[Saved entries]
· · ·
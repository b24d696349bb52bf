//! Blocked mesh-file I/O.
//!
//! The container format is reached only through the [`MeshSource`] (read) and
//! [`MeshSink`] (write) traits. On top of them sit the streaming cursors, the
//! [`definition::MeshDefinition`] reader and the coloring writer.

pub mod coloring;
pub mod cursor;
pub mod definition;
pub mod exodus;
pub mod memory;

use crate::mesh_error::MeshStreamError;
use serde::{Deserialize, Serialize};

/// Global header of a mesh container.
#[derive(Clone, Debug, Default, PartialEq, Eq, Serialize, Deserialize)]
pub struct MeshParams {
    /// Free-form title.
    pub title: String,
    /// Spatial dimension.
    pub num_dim: usize,
    /// Number of nodes (vertices).
    pub num_nodes: usize,
    /// Number of elements (cells) over all blocks.
    pub num_elem: usize,
    /// Number of element blocks.
    pub num_elem_blk: usize,
}

/// Per-block header.
///
/// For `nsided` blocks `num_nodes_per_elem` holds the node total of the whole
/// block; for `nfaced` blocks `num_faces_per_elem` holds the face total.
#[derive(Clone, Debug, Default, PartialEq, Eq, Serialize, Deserialize)]
pub struct BlockInfo {
    /// Raw element-type tag.
    pub elem_type: String,
    /// Number of elements in the block.
    pub num_elem: usize,
    /// Nodes per element (fixed kinds) or node total (`nsided`).
    pub num_nodes_per_elem: usize,
    /// Face total for `nfaced`, zero otherwise.
    pub num_faces_per_elem: usize,
    /// Attributes per element.
    pub num_attr: usize,
}

/// Which connectivity array of a variable-size block to read or write.
#[derive(Clone, Copy, Debug, PartialEq, Eq, Hash, Serialize, Deserialize)]
pub enum ConnKind {
    /// Element → node indices.
    Nodes,
    /// Element → face indices.
    Faces,
}

/// Read side of a blocked mesh container.
///
/// Entity indices crossing this boundary are 1-based, as stored on disk.
pub trait MeshSource {
    /// Global header.
    fn params(&self) -> Result<MeshParams, MeshStreamError>;

    /// Ids of the element blocks, in file order.
    fn block_ids(&self) -> Result<Vec<i64>, MeshStreamError>;

    /// Header of block `blk_id`.
    fn block_info(&mut self, blk_id: i64) -> Result<BlockInfo, MeshStreamError>;

    /// Node connectivity of elements `start..start + count` (0-based element
    /// range) of a fixed-size block, `count * nodes_per_elem` entries.
    fn read_partial_conn(
        &mut self,
        blk_id: i64,
        start: usize,
        count: usize,
    ) -> Result<Vec<i64>, MeshStreamError>;

    /// Per-element node (`nsided`) or face (`nfaced`) counts of a whole block.
    fn read_entity_counts(&mut self, blk_id: i64) -> Result<Vec<usize>, MeshStreamError>;

    /// Flat connectivity array of a whole block.
    fn read_conn(&mut self, blk_id: i64, kind: ConnKind) -> Result<Vec<i64>, MeshStreamError>;

    /// Coordinates of nodes `start..start + count` in dimension-major layout:
    /// entry `d * count + i` is coordinate `d` of node `start + i`.
    fn read_partial_coords(&mut self, start: usize, count: usize)
    -> Result<Vec<f64>, MeshStreamError>;

    /// Names of the element variables.
    fn variable_names(&mut self) -> Result<Vec<String>, MeshStreamError>;

    /// Time values, one per stored step.
    fn times(&mut self) -> Result<Vec<f64>, MeshStreamError>;

    /// Values of element variable `var` on block `blk_id` at `step`.
    fn read_block_var(
        &mut self,
        step: usize,
        var: usize,
        blk_id: i64,
    ) -> Result<Vec<f64>, MeshStreamError>;
}

/// Write side of a blocked mesh container.
pub trait MeshSink {
    /// Global header. Must precede every other call.
    fn put_params(&mut self, params: &MeshParams) -> Result<(), MeshStreamError>;

    /// Declare block `blk_id`.
    fn put_block(&mut self, blk_id: i64, info: &BlockInfo) -> Result<(), MeshStreamError>;

    /// Attach a name to block `blk_id`.
    fn put_block_name(&mut self, blk_id: i64, name: &str) -> Result<(), MeshStreamError>;

    /// Store a whole connectivity array (1-based) for block `blk_id`.
    fn put_conn(&mut self, blk_id: i64, kind: ConnKind, conn: &[i64]) -> Result<(), MeshStreamError>;

    /// Store per-element counts for a variable-size block.
    fn put_entity_counts(&mut self, blk_id: i64, counts: &[usize]) -> Result<(), MeshStreamError>;

    /// Declare the element variables.
    fn put_variable_names(&mut self, names: &[&str]) -> Result<(), MeshStreamError>;

    /// Record the time value of `step`.
    fn put_time(&mut self, step: usize, time: f64) -> Result<(), MeshStreamError>;

    /// Store element variable `var` on block `blk_id` at `step`.
    fn put_block_var(
        &mut self,
        step: usize,
        var: usize,
        blk_id: i64,
        values: &[f64],
    ) -> Result<(), MeshStreamError>;

    /// Store all coordinates, one vector per dimension.
    fn put_coords(&mut self, coords: &[Vec<f64>]) -> Result<(), MeshStreamError>;

    /// Flush and close.
    fn finish(&mut self) -> Result<(), MeshStreamError>;
}

/// Convert file-convention 1-based indices to 0-based ones.
pub(crate) fn to_zero_based(raw: &[i64], block: i64) -> Result<Vec<usize>, MeshStreamError> {
    raw.iter()
        .map(|&v| {
            if v >= 1 {
                Ok((v - 1) as usize)
            } else {
                Err(MeshStreamError::CorruptBlock {
                    block,
                    detail: format!("non-positive entity index {v}"),
                })
            }
        })
        .collect()
}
· · ·
- **What you will do**
Extract the entries above verbatim.

- **Reply**
repository b24d696349bb52bf
//! Blocked mesh-file I/O.
//!
//! The container format is reached only through the [`MeshSource`] (read) and
//! [`MeshSink`] (write) traits. On top of them sit the streaming cursors, the
//! [`definition::MeshDefinition`] reader and the coloring writer.

pub mod coloring;
pub mod cursor;
pub mod definition;
pub mod exodus;
pub mod memory;

use crate::mesh_error::MeshStreamError;
use serde::{Deserialize, Serialize};

/// Global header of a mesh container.
#[derive(Clone, Debug, Default, PartialEq, Eq, Serialize, Deserialize)]
pub struct MeshParams {
    /// Free-form title.
    pub title: String,
    /// Spatial dimension.
    pub num_dim: usize,
    /// Number of nodes (vertices).
    pub num_nodes: usize,
    /// Number of elements (cells) over all blocks.
    pub num_elem: usize,
    /// Number of element blocks.
    pub num_elem_blk: usize,
}

/// Per-block header.
///
/// For `nsided` blocks `num_nodes_per_elem` holds the node total of the whole
/// block; for `nfaced` blocks `num_faces_per_elem` holds the face total.
#[derive(Clone, Debug, Default, PartialEq, Eq, Serialize, Deserialize)]
pub struct BlockInfo {
    /// Raw element-type tag.
    pub elem_type: String,
    /// Number of elements in the block.
    pub num_elem: usize,
    /// Nodes per element (fixed kinds) or node total (`nsided`).
    pub num_nodes_per_elem: usize,
    /// Face total for `nfaced`, zero otherwise.
    pub num_faces_per_elem: usize,
    /// Attributes per element.
    pub num_attr: usize,
}

/// Which connectivity array of a variable-size block to read or write.
#[derive(Clone, Copy, Debug, PartialEq, Eq, Hash, Serialize, Deserialize)]
pub enum ConnKind {
    /// Element → node indices.
    Nodes,
    /// Element → face indices.
    Faces,
}

/// Read side of a blocked mesh container.
///
/// Entity indices crossing this boundary are 1-based, as stored on disk.
pub trait MeshSource {
    /// Global header.
    fn params(&self) -> Result<MeshParams, MeshStreamError>;

    /// Ids of the element blocks, in file order.
    fn block_ids(&self) -> Result<Vec<i64>, MeshStreamError>;

    /// Header of block `blk_id`.
    fn block_info(&mut self, blk_id: i64) -> Result<BlockInfo, MeshStreamError>;

    /// Node connectivity of elements `start..start + count` (0-based element
    /// range) of a fixed-size block, `count * nodes_per_elem` entries.
    fn read_partial_conn(
        &mut self,
        blk_id: i64,
        start: usize,
        count: usize,
    ) -> Result<Vec<i64>, MeshStreamError>;

    /// Per-element node (`nsided`) or face (`nfaced`) counts of a whole block.
    fn read_entity_counts(&mut self, blk_id: i64) -> Result<Vec<usize>, MeshStreamError>;

    /// Flat connectivity array of a whole block.
    fn read_conn(&mut self, blk_id: i64, kind: ConnKind) -> Result<Vec<i64>, MeshStreamError>;

    /// Coordinates of nodes `start..start + count` in dimension-major layout:
    /// entry `d * count + i` is coordinate `d` of node `start + i`.
    fn read_partial_coords(&mut self, start: usize, count: usize)
    -> Result<Vec<f64>, MeshStreamError>;

    /// Names of the element variables.
    fn variable_names(&mut self) -> Result<Vec<String>, MeshStreamError>;

    /// Time values, one per stored step.
    fn times(&mut self) -> Result<Vec<f64>, MeshStreamError>;

    /// Values of element variable `var` on block `blk_id` at `step`.
    fn read_block_var(
        &mut self,
        step: usize,
        var: usize,
        blk_id: i64,
    ) -> Result<Vec<f64>, MeshStreamError>;
}

/// Write side of a blocked mesh container.
pub trait MeshSink {
    /// Global header. Must precede every other call.
    fn put_params(&mut self, params: &MeshParams) -> Result<(), MeshStreamError>;

    /// Declare block `blk_id`.
    fn put_block(&mut self, blk_id: i64, info: &BlockInfo) -> Result<(), MeshStreamError>;

    /// Attach a name to block `blk_id`.
    fn put_block_name(&mut self, blk_id: i64, name: &str) -> Result<(), MeshStreamError>;

    /// Store a whole connectivity array (1-based) for block `blk_id`.
    fn put_conn(&mut self, blk_id: i64, kind: ConnKind, conn: &[i64]) -> Result<(), MeshStreamError>;

    /// Store per-element counts for a variable-size block.
    fn put_entity_counts(&mut self, blk_id: i64, counts: &[usize]) -> Result<(), MeshStreamError>;

    /// Declare the element variables.
    fn put_variable_names(&mut self, names: &[&str]) -> Result<(), MeshStreamError>;

    /// Record the time value of `step`.
    fn put_time(&mut self, step: usize, time: f64) -> Result<(), MeshStreamError>;

    /// Store element variable `var` on block `blk_id` at `step`.
    fn put_block_var(
        &mut self,
        step: usize,
        var: usize,
        blk_id: i64,
        values: &[f64],
    ) -> Result<(), MeshStreamError>;

    /// Store all coordinates, one vector per dimension.
    fn put_coords(&mut self, coords: &[Vec<f64>]) -> Result<(), MeshStreamError>;

    /// Flush and close.
    fn finish(&mut self) -> Result<(), MeshStreamError>;
}

/// Convert file-convention 1-based indices to 0-based ones.
pub(crate) fn to_zero_based(raw: &[i64], block: i64) -> Result<Vec<usize>, MeshStreamError> {
    raw.iter()
        .map(|&v| {
            if v >= 1 {
                Ok((v - 1) as usize)
            } else {
                Err(MeshStreamError::CorruptBlock {
                    block,
                    detail: format!("non-positive entity index {v}"),
                })
            }
        })
        .collect()
}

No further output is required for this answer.